Extracted records Block Start

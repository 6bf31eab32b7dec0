//! Wire format selection.
//!
//! Nothing in the bytes identifies which format they are in. The transport
//! (or the operator, through configuration) picks a [`WireFormat`] out of band
//! and the codec decodes accordingly.

use std::str::FromStr;

use serde::{Deserialize, Serialize};

use crate::{
    decode, decode_ack, decode_compact, encode, encode_ack, encode_compact, Ack, DecodeError,
    EncodeError, StatusPayload, StatusPayloadCompact, UnknownFormat, ACK_SIZE,
    COMPACT_PAYLOAD_SIZE, STATUS_PAYLOAD_SIZE,
};

/// One of the three fixed-size wire formats.
#[derive(Debug, Clone, Copy, PartialEq, Eq, Hash, Serialize, Deserialize)]
#[serde(rename_all = "lowercase")]
pub enum WireFormat {
    /// 23-byte status payload with date/time.
    Extended,
    /// 14-byte status payload without date/time.
    Compact,
    /// 3-byte acknowledgement.
    Ack,
}

impl WireFormat {
    /// Size of the format on the wire.
    pub const fn size(&self) -> usize {
        match self {
            WireFormat::Extended => STATUS_PAYLOAD_SIZE,
            WireFormat::Compact => COMPACT_PAYLOAD_SIZE,
            WireFormat::Ack => ACK_SIZE,
        }
    }

    /// Lowercase name used in configuration and on the command line.
    pub const fn as_str(&self) -> &'static str {
        match self {
            WireFormat::Extended => "extended",
            WireFormat::Compact => "compact",
            WireFormat::Ack => "ack",
        }
    }

    /// Whether the format carries a status report.
    pub const fn is_status(&self) -> bool {
        matches!(self, WireFormat::Extended | WireFormat::Compact)
    }
}

impl std::fmt::Display for WireFormat {
    fn fmt(&self, f: &mut std::fmt::Formatter<'_>) -> std::fmt::Result {
        f.write_str(self.as_str())
    }
}

impl FromStr for WireFormat {
    type Err = UnknownFormat;

    fn from_str(s: &str) -> Result<Self, Self::Err> {
        match s.to_ascii_lowercase().as_str() {
            "extended" => Ok(WireFormat::Extended),
            "compact" => Ok(WireFormat::Compact),
            "ack" => Ok(WireFormat::Ack),
            _ => Err(UnknownFormat(s.to_string())),
        }
    }
}

/// A decoded packet in any of the wire formats.
#[derive(Debug, Clone, Copy, PartialEq, Eq, Serialize)]
#[serde(untagged)]
pub enum Packet {
    /// Extended status payload.
    Extended(StatusPayload),
    /// Compact status payload.
    Compact(StatusPayloadCompact),
    /// Acknowledgement.
    Ack(Ack),
}

impl Packet {
    /// Decode `data` as the given format.
    pub fn decode(format: WireFormat, data: &[u8]) -> Result<Self, DecodeError> {
        match format {
            WireFormat::Extended => decode(data).map(Packet::Extended),
            WireFormat::Compact => decode_compact(data).map(Packet::Compact),
            WireFormat::Ack => decode_ack(data).map(Packet::Ack),
        }
    }

    /// Encode to the packet's wire format.
    pub fn encode(&self) -> Result<Vec<u8>, EncodeError> {
        Ok(match self {
            Packet::Extended(payload) => encode(payload)?.to_vec(),
            Packet::Compact(payload) => encode_compact(payload).to_vec(),
            Packet::Ack(ack) => encode_ack(ack).to_vec(),
        })
    }

    /// The packet's wire format.
    pub fn format(&self) -> WireFormat {
        match self {
            Packet::Extended(_) => WireFormat::Extended,
            Packet::Compact(_) => WireFormat::Compact,
            Packet::Ack(_) => WireFormat::Ack,
        }
    }

    /// The message ID carried by the packet.
    pub fn msg_id(&self) -> u16 {
        match self {
            Packet::Extended(payload) => payload.msg_id,
            Packet::Compact(payload) => payload.msg_id,
            Packet::Ack(ack) => ack.msg_id,
        }
    }
}

impl From<StatusPayload> for Packet {
    fn from(payload: StatusPayload) -> Self {
        Packet::Extended(payload)
    }
}

impl From<StatusPayloadCompact> for Packet {
    fn from(payload: StatusPayloadCompact) -> Self {
        Packet::Compact(payload)
    }
}

impl From<Ack> for Packet {
    fn from(ack: Ack) -> Self {
        Packet::Ack(ack)
    }
}

#[cfg(test)]
mod tests {
    use super::*;
    use crate::StatusCode;

    #[test]
    fn test_format_sizes() {
        assert_eq!(WireFormat::Extended.size(), 23);
        assert_eq!(WireFormat::Compact.size(), 14);
        assert_eq!(WireFormat::Ack.size(), 3);
    }

    #[test]
    fn test_format_parse() {
        assert_eq!("extended".parse::<WireFormat>().unwrap(), WireFormat::Extended);
        assert_eq!("Compact".parse::<WireFormat>().unwrap(), WireFormat::Compact);
        assert_eq!("ack".parse::<WireFormat>().unwrap(), WireFormat::Ack);
        assert!("envelope".parse::<WireFormat>().is_err());
        assert_eq!(WireFormat::Compact.to_string(), "compact");
    }

    #[test]
    fn test_packet_dispatch() {
        let compact = StatusPayloadCompact::report(3, 4, StatusCode::Green, 99);
        let packet = Packet::from(compact);
        let bytes = packet.encode().unwrap();
        assert_eq!(bytes.len(), WireFormat::Compact.size());

        let decoded = Packet::decode(WireFormat::Compact, &bytes).unwrap();
        assert_eq!(decoded, packet);
        assert_eq!(decoded.format(), WireFormat::Compact);
        assert_eq!(decoded.msg_id(), 99);
    }

    #[test]
    fn test_same_bytes_different_formats() {
        // Fourteen bytes are a complete compact payload but a truncated extended one.
        let bytes = StatusPayloadCompact::report(1, 1, StatusCode::Red, 1).encode();
        assert!(Packet::decode(WireFormat::Compact, &bytes).is_ok());
        assert_eq!(
            Packet::decode(WireFormat::Extended, &bytes),
            Err(DecodeError::TruncatedInput {
                expected: 23,
                actual: 14
            })
        );
        // And the first three bytes read as an ack.
        assert_eq!(
            Packet::decode(WireFormat::Ack, &bytes).unwrap().format(),
            WireFormat::Ack
        );
    }
}
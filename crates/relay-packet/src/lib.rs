//! Status Relay Packet Codec
//!
//! This crate provides the wire types and the encode/decode functions for the
//! packets exchanged between handhelds, relay towers and the base station.
//!
//! # Protocol Overview
//!
//! Every message is a fixed-size, unpadded, little-endian byte sequence. There is
//! no header, length prefix, version byte or checksum: the transport decides which
//! format it is carrying and delimits the bytes of each message.
//!
//! - **Extended status payload** (23 bytes): handheld → tower → base, carries the
//!   reporting date and UTC seconds-of-day.
//! - **Compact status payload** (14 bytes): the tower-local leg, no date/time.
//! - **Ack** (3 bytes): base → tower, acknowledges a `msg_id`.
//!
//! # Example
//!
//! ```rust
//! use relay_packet::{decode_ack, encode_ack, Ack};
//!
//! let bytes = encode_ack(&Ack::accepted(42));
//! assert_eq!(bytes, [0x01, 0x2A, 0x00]);
//! assert_eq!(decode_ack(&bytes).unwrap().msg_id, 42);
//! ```

mod codec;
mod constants;
mod error;
mod format;
mod types;

pub use codec::*;
pub use constants::*;
pub use error::*;
pub use format::*;
pub use types::*;
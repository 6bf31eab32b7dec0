//! Packet types carried over the relay network.

use chrono::{Datelike, NaiveDate, NaiveDateTime, NaiveTime, Timelike};
use serde::{Deserialize, Serialize};

use crate::constants::*;
use crate::error::{DecodeError, RangeError};

// ============================================================================
// Enumerations
// ============================================================================

/// Kind of a status payload.
#[derive(Debug, Clone, Copy, PartialEq, Eq, Hash, Serialize, Deserialize)]
#[serde(rename_all = "snake_case")]
pub enum PacketKind {
    /// Status report from a handheld.
    Status,
    /// Response from the base station.
    Response,
}

impl TryFrom<u8> for PacketKind {
    type Error = DecodeError;

    fn try_from(value: u8) -> Result<Self, Self::Error> {
        match value {
            PKT_STATUS => Ok(PacketKind::Status),
            PKT_RESPONSE => Ok(PacketKind::Response),
            _ => Err(DecodeError::InvalidPacketType(value)),
        }
    }
}

impl From<PacketKind> for u8 {
    fn from(kind: PacketKind) -> Self {
        match kind {
            PacketKind::Status => PKT_STATUS,
            PacketKind::Response => PKT_RESPONSE,
        }
    }
}

/// Status reported by a handheld operator.
#[derive(Debug, Clone, Copy, PartialEq, Eq, Hash, Serialize, Deserialize)]
#[serde(rename_all = "snake_case")]
pub enum StatusCode {
    /// Emergency / critical.
    Red,
    /// Safe / OK.
    Green,
    /// Need food, water or medical supplies.
    Blue,
}

impl StatusCode {
    /// Operator-facing meaning of the status, as shown by the base station.
    pub const fn label(&self) -> &'static str {
        match self {
            StatusCode::Red => "EMERGENCY / CRITICAL",
            StatusCode::Green => "SAFE / OK",
            StatusCode::Blue => "NEED FOOD / WATER / MEDICAL SUPPLIES",
        }
    }
}

impl std::fmt::Display for StatusCode {
    fn fmt(&self, f: &mut std::fmt::Formatter<'_>) -> std::fmt::Result {
        f.write_str(self.label())
    }
}

impl TryFrom<u8> for StatusCode {
    type Error = DecodeError;

    fn try_from(value: u8) -> Result<Self, Self::Error> {
        match value {
            STATUS_RED => Ok(StatusCode::Red),
            STATUS_GREEN => Ok(StatusCode::Green),
            STATUS_BLUE => Ok(StatusCode::Blue),
            _ => Err(DecodeError::InvalidStatusCode(value)),
        }
    }
}

impl From<StatusCode> for u8 {
    fn from(code: StatusCode) -> Self {
        match code {
            StatusCode::Red => STATUS_RED,
            StatusCode::Green => STATUS_GREEN,
            StatusCode::Blue => STATUS_BLUE,
        }
    }
}

// ============================================================================
// Fixed-point coordinates
// ============================================================================

/// Convert degrees to the wire's fixed-point representation (degrees * 1e7).
///
/// Values outside roughly ±214.748 degrees saturate to `i32::MIN`/`i32::MAX`
/// and NaN becomes 0. Use [`checked_degrees_to_fixed`] to detect either case.
pub fn degrees_to_fixed(degrees: f64) -> i32 {
    (degrees * COORD_SCALE as f64).round() as i32
}

/// Convert degrees to fixed point, or `None` if the result does not fit an
/// `i32` or the input is not finite.
pub fn checked_degrees_to_fixed(degrees: f64) -> Option<i32> {
    let scaled = (degrees * COORD_SCALE as f64).round();
    if (i32::MIN as f64..=i32::MAX as f64).contains(&scaled) {
        Some(scaled as i32)
    } else {
        None
    }
}

/// Convert a fixed-point coordinate back to degrees.
pub fn fixed_to_degrees(fixed: i32) -> f64 {
    fixed as f64 / COORD_SCALE as f64
}

// ============================================================================
// Extended status payload
// ============================================================================

/// Status payload with reporting date and time (23 bytes on the wire).
///
/// Used on the handheld → tower and tower → base legs.
#[derive(Debug, Clone, Copy, PartialEq, Eq, Serialize, Deserialize)]
pub struct StatusPayload {
    /// Calendar year, e.g. 2025.
    pub year: u16,
    /// Month, 1-12.
    pub month: u8,
    /// Day of month, 1-31.
    pub day: u8,
    /// Seconds since start of the UTC day, 0-86399.
    pub timestamp_utc: u32,
    /// Packet kind.
    #[serde(rename = "type")]
    pub kind: PacketKind,
    /// Originating handheld.
    pub handheld_id: u8,
    /// Relaying tower.
    pub tower_id: u8,
    /// Latitude in degrees * 1e7.
    pub latitude: i32,
    /// Longitude in degrees * 1e7.
    pub longitude: i32,
    /// Reported status.
    pub status: StatusCode,
    /// Correlates a report with its response.
    pub msg_id: u16,
    /// Only meaningful when `kind` is [`PacketKind::Response`].
    pub response_code: u8,
}

impl StatusPayload {
    /// Create a status report stamped with the given UTC date and time.
    ///
    /// The location is zero until set with [`StatusPayload::with_location`].
    pub fn report(
        reported_at: NaiveDateTime,
        handheld_id: u8,
        tower_id: u8,
        status: StatusCode,
        msg_id: u16,
    ) -> Self {
        StatusPayload {
            year: 0,
            month: 1,
            day: 1,
            timestamp_utc: 0,
            kind: PacketKind::Status,
            handheld_id,
            tower_id,
            latitude: 0,
            longitude: 0,
            status,
            msg_id,
            response_code: RESPONSE_CODE_NEGATIVE,
        }
        .stamp(reported_at)
    }

    /// Set the location from degrees. Out-of-range values saturate, see
    /// [`degrees_to_fixed`].
    pub fn with_location(mut self, lat: f64, lon: f64) -> Self {
        self.latitude = degrees_to_fixed(lat);
        self.longitude = degrees_to_fixed(lon);
        self
    }

    /// Fill the date and time fields from a UTC date/time.
    pub fn stamp(mut self, at: NaiveDateTime) -> Self {
        self.year = at.year().clamp(0, u16::MAX as i32) as u16;
        self.month = at.month() as u8;
        self.day = at.day() as u8;
        self.timestamp_utc = at.num_seconds_from_midnight();
        self
    }

    /// The reporting date and time, or `None` if the fields do not form a real
    /// calendar date (e.g. 2025-02-31).
    pub fn reported_at(&self) -> Option<NaiveDateTime> {
        let date = NaiveDate::from_ymd_opt(self.year as i32, self.month as u32, self.day as u32)?;
        let time = NaiveTime::from_num_seconds_from_midnight_opt(self.timestamp_utc, 0)?;
        Some(date.and_time(time))
    }

    /// Latitude in degrees.
    pub fn latitude_degrees(&self) -> f64 {
        fixed_to_degrees(self.latitude)
    }

    /// Longitude in degrees.
    pub fn longitude_degrees(&self) -> f64 {
        fixed_to_degrees(self.longitude)
    }

    /// Check the date/time fields against their declared bounds.
    pub fn validate(&self) -> Result<(), RangeError> {
        check_range("month", self.month as u32, 1, MAX_MONTH as u32)?;
        check_range("day", self.day as u32, 1, MAX_DAY as u32)?;
        check_range("timestamp_utc", self.timestamp_utc, 0, SECONDS_PER_DAY - 1)?;
        Ok(())
    }

    /// Build the base station's response to this report.
    ///
    /// IDs, location, date/time and `msg_id` are carried over.
    pub fn response(&self, accepted: bool) -> Self {
        StatusPayload {
            kind: PacketKind::Response,
            response_code: if accepted {
                RESPONSE_CODE_POSITIVE
            } else {
                RESPONSE_CODE_NEGATIVE
            },
            ..*self
        }
    }

    /// Whether the base accepted the report, for RESPONSE payloads only.
    ///
    /// Any nonzero response code counts as positive.
    pub fn response_accepted(&self) -> Option<bool> {
        match self.kind {
            PacketKind::Response => Some(self.response_code != RESPONSE_CODE_NEGATIVE),
            PacketKind::Status => None,
        }
    }

    /// Drop the date/time and response fields for the compact leg.
    pub fn to_compact(&self) -> StatusPayloadCompact {
        StatusPayloadCompact {
            kind: self.kind,
            handheld_id: self.handheld_id,
            tower_id: self.tower_id,
            latitude: self.latitude,
            longitude: self.longitude,
            status: self.status,
            msg_id: self.msg_id,
        }
    }
}

fn check_range(field: &'static str, value: u32, min: u32, max: u32) -> Result<(), RangeError> {
    if (min..=max).contains(&value) {
        Ok(())
    } else {
        Err(RangeError {
            field,
            value,
            min,
            max,
        })
    }
}

// ============================================================================
// Compact status payload
// ============================================================================

/// Status payload without date/time (14 bytes on the wire).
#[derive(Debug, Clone, Copy, PartialEq, Eq, Serialize, Deserialize)]
pub struct StatusPayloadCompact {
    /// Packet kind.
    #[serde(rename = "type")]
    pub kind: PacketKind,
    /// Originating handheld.
    pub handheld_id: u8,
    /// Relaying tower.
    pub tower_id: u8,
    /// Latitude in degrees * 1e7.
    pub latitude: i32,
    /// Longitude in degrees * 1e7.
    pub longitude: i32,
    /// Reported status.
    pub status: StatusCode,
    /// Correlates a report with its response.
    pub msg_id: u16,
}

impl StatusPayloadCompact {
    /// Create a compact status report with zero location.
    pub fn report(handheld_id: u8, tower_id: u8, status: StatusCode, msg_id: u16) -> Self {
        StatusPayloadCompact {
            kind: PacketKind::Status,
            handheld_id,
            tower_id,
            latitude: 0,
            longitude: 0,
            status,
            msg_id,
        }
    }

    /// Set the location from degrees. Out-of-range values saturate, see
    /// [`degrees_to_fixed`].
    pub fn with_location(mut self, lat: f64, lon: f64) -> Self {
        self.latitude = degrees_to_fixed(lat);
        self.longitude = degrees_to_fixed(lon);
        self
    }

    /// Latitude in degrees.
    pub fn latitude_degrees(&self) -> f64 {
        fixed_to_degrees(self.latitude)
    }

    /// Longitude in degrees.
    pub fn longitude_degrees(&self) -> f64 {
        fixed_to_degrees(self.longitude)
    }

    /// Add a reporting date/time to get an extended payload.
    pub fn extend(&self, reported_at: NaiveDateTime) -> StatusPayload {
        StatusPayload {
            year: 0,
            month: 1,
            day: 1,
            timestamp_utc: 0,
            kind: self.kind,
            handheld_id: self.handheld_id,
            tower_id: self.tower_id,
            latitude: self.latitude,
            longitude: self.longitude,
            status: self.status,
            msg_id: self.msg_id,
            response_code: RESPONSE_CODE_NEGATIVE,
        }
        .stamp(reported_at)
    }
}

impl From<&StatusPayload> for StatusPayloadCompact {
    fn from(payload: &StatusPayload) -> Self {
        payload.to_compact()
    }
}

// ============================================================================
// Ack
// ============================================================================

/// Acknowledgement of a `msg_id` (3 bytes on the wire).
#[derive(Debug, Clone, Copy, PartialEq, Eq, Hash, Serialize, Deserialize)]
pub struct Ack {
    /// Zero means rejected, anything else accepted.
    pub ack_ok: u8,
    /// The acknowledged message.
    pub msg_id: u16,
}

impl Ack {
    /// Positive acknowledgement.
    pub const fn accepted(msg_id: u16) -> Self {
        Ack {
            ack_ok: ACK_OK,
            msg_id,
        }
    }

    /// Negative acknowledgement.
    pub const fn rejected(msg_id: u16) -> Self {
        Ack {
            ack_ok: ACK_REJECTED,
            msg_id,
        }
    }

    /// Check if the message was accepted.
    pub const fn is_accepted(&self) -> bool {
        self.ack_ok != ACK_REJECTED
    }
}
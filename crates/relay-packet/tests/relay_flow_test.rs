//! End-to-end tests of a report travelling handheld → tower → base and back.

use chrono::NaiveDate;
use relay_packet::{
    decode, decode_ack, decode_compact, encode, encode_ack, encode_compact, Ack, Packet,
    PacketKind, StatusCode, StatusPayload, WireFormat, COMPACT_PAYLOAD_SIZE, STATUS_PAYLOAD_SIZE,
};

fn reported_at() -> chrono::NaiveDateTime {
    NaiveDate::from_ymd_opt(2025, 6, 1)
        .unwrap()
        .and_hms_opt(12, 0, 0)
        .unwrap()
}

#[test]
fn test_handheld_report_reaches_base() {
    // Handheld builds and sends the extended report.
    let report = StatusPayload::report(reported_at(), 5, 1, StatusCode::Red, 42)
        .with_location(40.0, -74.0);
    let on_air = encode(&report).expect("valid report");
    assert_eq!(on_air.len(), STATUS_PAYLOAD_SIZE);

    // Tower decodes it and forwards the compact form on its local leg.
    let at_tower = decode(&on_air).expect("tower decodes report");
    assert_eq!(at_tower, report);
    let forwarded = encode_compact(&at_tower.to_compact());
    assert_eq!(forwarded.len(), COMPACT_PAYLOAD_SIZE);

    // Base decodes the compact form and acknowledges.
    let at_base = decode_compact(&forwarded).expect("base decodes report");
    assert_eq!(at_base.kind, PacketKind::Status);
    assert_eq!(at_base.status, StatusCode::Red);
    assert_eq!(at_base.latitude, 400_000_000);
    assert_eq!(at_base.longitude, -740_000_000);

    let ack = encode_ack(&Ack::accepted(at_base.msg_id));
    assert_eq!(ack, [0x01, 0x2A, 0x00]);
    assert_eq!(decode_ack(&ack).unwrap(), Ack { ack_ok: 1, msg_id: 42 });
}

#[test]
fn test_base_response_reaches_handheld() {
    let report = StatusPayload::report(reported_at(), 5, 1, StatusCode::Blue, 42);
    let response = report.response(true);

    let bytes = Packet::from(response).encode().unwrap();
    match Packet::decode(WireFormat::Extended, &bytes).unwrap() {
        Packet::Extended(received) => {
            assert_eq!(received.kind, PacketKind::Response);
            assert_eq!(received.msg_id, report.msg_id);
            assert_eq!(received.response_accepted(), Some(true));
        }
        other => panic!("Expected extended payload, got {:?}", other),
    }
}

#[test]
fn test_roundtrip_extremes() {
    let payloads = [
        StatusPayload {
            year: 0,
            month: 1,
            day: 1,
            timestamp_utc: 0,
            kind: PacketKind::Status,
            handheld_id: 0,
            tower_id: 0,
            latitude: i32::MIN,
            longitude: i32::MIN,
            status: StatusCode::Red,
            msg_id: 0,
            response_code: 0,
        },
        StatusPayload {
            year: u16::MAX,
            month: 12,
            day: 31,
            timestamp_utc: 86_399,
            kind: PacketKind::Response,
            handheld_id: u8::MAX,
            tower_id: u8::MAX,
            latitude: i32::MAX,
            longitude: i32::MAX,
            status: StatusCode::Blue,
            msg_id: u16::MAX,
            response_code: u8::MAX,
        },
    ];

    for payload in payloads {
        assert_eq!(decode(&encode(&payload).unwrap()).unwrap(), payload);
        let compact = payload.to_compact();
        assert_eq!(decode_compact(&encode_compact(&compact)).unwrap(), compact);
    }

    for ack in [Ack::rejected(0), Ack { ack_ok: u8::MAX, msg_id: u16::MAX }] {
        assert_eq!(decode_ack(&encode_ack(&ack)).unwrap(), ack);
    }
}
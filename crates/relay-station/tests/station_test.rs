//! Integration tests for the base station.
//!
//! These drive the station with encoded frames the way the radio loop does and
//! check the acks and the JSON events that reach the sink.

use chrono::{NaiveDate, NaiveDateTime};
use relay_packet::{
    decode_ack, encode, encode_compact, StatusCode, StatusPayload, StatusPayloadCompact,
    WireFormat,
};
use relay_station::{
    load_config_from_str, BaseStation, EventSink, FixedClock, FlushOutcome, JsonLinesSink,
    SinkError, StationConfig, StationError, StatusEvent,
};

fn received_at() -> NaiveDateTime {
    NaiveDate::from_ymd_opt(2025, 6, 1)
        .unwrap()
        .and_hms_opt(14, 30, 0)
        .unwrap()
}

fn station_from_yaml(yaml: &str) -> BaseStation<FixedClock> {
    let config = load_config_from_str(yaml).expect("valid config");
    BaseStation::with_clock(config, FixedClock(received_at())).expect("station starts")
}

/// A backend that is down until `down_for` deliveries have been refused.
struct FlakyBackend {
    down_for: u32,
    stored: Vec<StatusEvent>,
}

impl EventSink for FlakyBackend {
    fn deliver(&mut self, event: &StatusEvent) -> Result<(), SinkError> {
        if self.down_for > 0 {
            self.down_for -= 1;
            return Err(SinkError::Rejected("503 Service Unavailable".to_string()));
        }
        self.stored.push(event.clone());
        Ok(())
    }
}

// ============================================================================
// Frame intake
// ============================================================================

#[test]
fn test_compact_frames_to_json_lines() {
    let mut station = station_from_yaml("station_name: field-base\nretry_delay_ms: 0\n");
    let mut sink = JsonLinesSink::new(Vec::new());

    let frames = [
        StatusPayloadCompact::report(5, 1, StatusCode::Red, 42).with_location(40.0, -74.0),
        StatusPayloadCompact::report(6, 1, StatusCode::Blue, 43).with_location(37.7749, -122.4194),
    ];

    for payload in &frames {
        let reception = station.receive(&encode_compact(payload)).unwrap();
        let ack = decode_ack(&reception.ack_bytes).unwrap();
        assert!(ack.is_accepted());
        assert_eq!(ack.msg_id, payload.msg_id);
        assert_eq!(station.flush_all(&mut sink), 1);
    }

    let output = String::from_utf8(sink.into_inner()).unwrap();
    let events: Vec<StatusEvent> = output
        .lines()
        .map(|line| serde_json::from_str(line).unwrap())
        .collect();

    assert_eq!(events.len(), 2);
    assert_eq!(events[0].status_str, "EMERGENCY / CRITICAL");
    assert_eq!(events[0].timestamp, "2025-06-01 14:30:00");
    assert_eq!(events[1].handheld_id, 6);
    approx::assert_relative_eq!(events[1].lat, 37.7749, epsilon = 1e-7);
    approx::assert_relative_eq!(events[1].lon, -122.4194, epsilon = 1e-7);
}

#[test]
fn test_extended_station_rejects_compact_frames() {
    let mut station = station_from_yaml("format: extended\n");
    let compact = encode_compact(&StatusPayloadCompact::report(1, 1, StatusCode::Green, 1));

    match station.receive(&compact) {
        Err(StationError::UnexpectedSize { expected, actual }) => {
            assert_eq!(expected, 23);
            assert_eq!(actual, 14);
        }
        other => panic!("Expected size rejection, got {:?}", other),
    }
    assert_eq!(station.pending(), 0);
}

#[test]
fn test_extended_station_reports_handheld_time() {
    let mut station = station_from_yaml("format: extended\n");
    let sent_at = NaiveDate::from_ymd_opt(2025, 6, 1)
        .unwrap()
        .and_hms_opt(12, 0, 0)
        .unwrap();
    let payload = StatusPayload::report(sent_at, 5, 1, StatusCode::Red, 42);

    let reception = station.receive(&encode(&payload).unwrap()).unwrap();
    assert_eq!(reception.event.reported_at, Some(sent_at));

    let json = serde_json::to_value(&reception.event).unwrap();
    assert_eq!(json["reported_at"], "2025-06-01T12:00:00");
}

#[test]
fn test_extended_station_rejects_bad_month() {
    let mut station = station_from_yaml("format: extended\n");
    let payload = StatusPayload::report(received_at(), 5, 1, StatusCode::Red, 42);
    let mut frame = encode(&payload).unwrap();
    frame[2] = 13;

    assert!(matches!(
        station.receive(&frame),
        Err(StationError::Decode(_))
    ));
}

// ============================================================================
// Outbox
// ============================================================================

#[test]
fn test_outbox_survives_backend_outage() {
    let mut station = station_from_yaml("max_attempts: 2\nretry_delay_ms: 0\n");
    let mut backend = FlakyBackend {
        down_for: 3,
        stored: Vec::new(),
    };

    station
        .receive(&encode_compact(&StatusPayloadCompact::report(1, 1, StatusCode::Red, 10)))
        .unwrap();
    station
        .receive(&encode_compact(&StatusPayloadCompact::report(2, 1, StatusCode::Green, 11)))
        .unwrap();

    // Both attempts for msg 10 fail; it goes behind msg 11.
    assert_eq!(
        station.flush_one(&mut backend),
        FlushOutcome::Requeued {
            msg_id: 10,
            attempts: 2
        }
    );
    // First attempt for msg 11 fails, second succeeds.
    assert_eq!(
        station.flush_one(&mut backend),
        FlushOutcome::Delivered {
            msg_id: 11,
            attempts: 2
        }
    );
    assert_eq!(
        station.flush_one(&mut backend),
        FlushOutcome::Delivered {
            msg_id: 10,
            attempts: 1
        }
    );
    assert_eq!(station.flush_one(&mut backend), FlushOutcome::Idle);

    let order: Vec<u16> = backend.stored.iter().map(|e| e.msg_id).collect();
    assert_eq!(order, vec![11, 10]);
}

#[test]
fn test_default_config_matches_base_station() {
    let config = StationConfig::default();
    assert_eq!(config.format, WireFormat::Compact);
    assert_eq!(config.format.size(), 14);
    assert_eq!(config.max_attempts, 3);
}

Extracted records Block End

**Problem to solve:** What is needed is a word-for-word copy of the records above, from the first line through the line that contains "type Err = UnknownFormat;".

**Answer box:**
repository 6bf31eab32b7dec0
//! Wire format selection.
//!
//! Nothing in the bytes identifies which format they are in. The transport
//! (or the operator, through configuration) picks a [`WireFormat`] out of band
//! and the codec decodes accordingly.

use std::str::FromStr;

use serde::{Deserialize, Serialize};

use crate::{
    decode, decode_ack, decode_compact, encode, encode_ack, encode_compact, Ack, DecodeError,
    EncodeError, StatusPayload, StatusPayloadCompact, UnknownFormat, ACK_SIZE,
    COMPACT_PAYLOAD_SIZE, STATUS_PAYLOAD_SIZE,
};

/// One of the three fixed-size wire formats.
#[derive(Debug, Clone, Copy, PartialEq, Eq, Hash, Serialize, Deserialize)]
#[serde(rename_all = "lowercase")]
pub enum WireFormat {
    /// 23-byte status payload with date/time.
    Extended,
    /// 14-byte status payload without date/time.
    Compact,
    /// 3-byte acknowledgement.
    Ack,
}

impl WireFormat {
    /// Size of the format on the wire.
    pub const fn size(&self) -> usize {
        match self {
            WireFormat::Extended => STATUS_PAYLOAD_SIZE,
            WireFormat::Compact => COMPACT_PAYLOAD_SIZE,
            WireFormat::Ack => ACK_SIZE,
        }
    }

    /// Lowercase name used in configuration and on the command line.
    pub const fn as_str(&self) -> &'static str {
        match self {
            WireFormat::Extended => "extended",
            WireFormat::Compact => "compact",
            WireFormat::Ack => "ack",
        }
    }

    /// Whether the format carries a status report.
    pub const fn is_status(&self) -> bool {
        matches!(self, WireFormat::Extended | WireFormat::Compact)
    }
}

impl std::fmt::Display for WireFormat {
    fn fmt(&self, f: &mut std::fmt::Formatter<'_>) -> std::fmt::Result {
        f.write_str(self.as_str())
    }
}

impl FromStr for WireFormat {
    type Err = UnknownFormat;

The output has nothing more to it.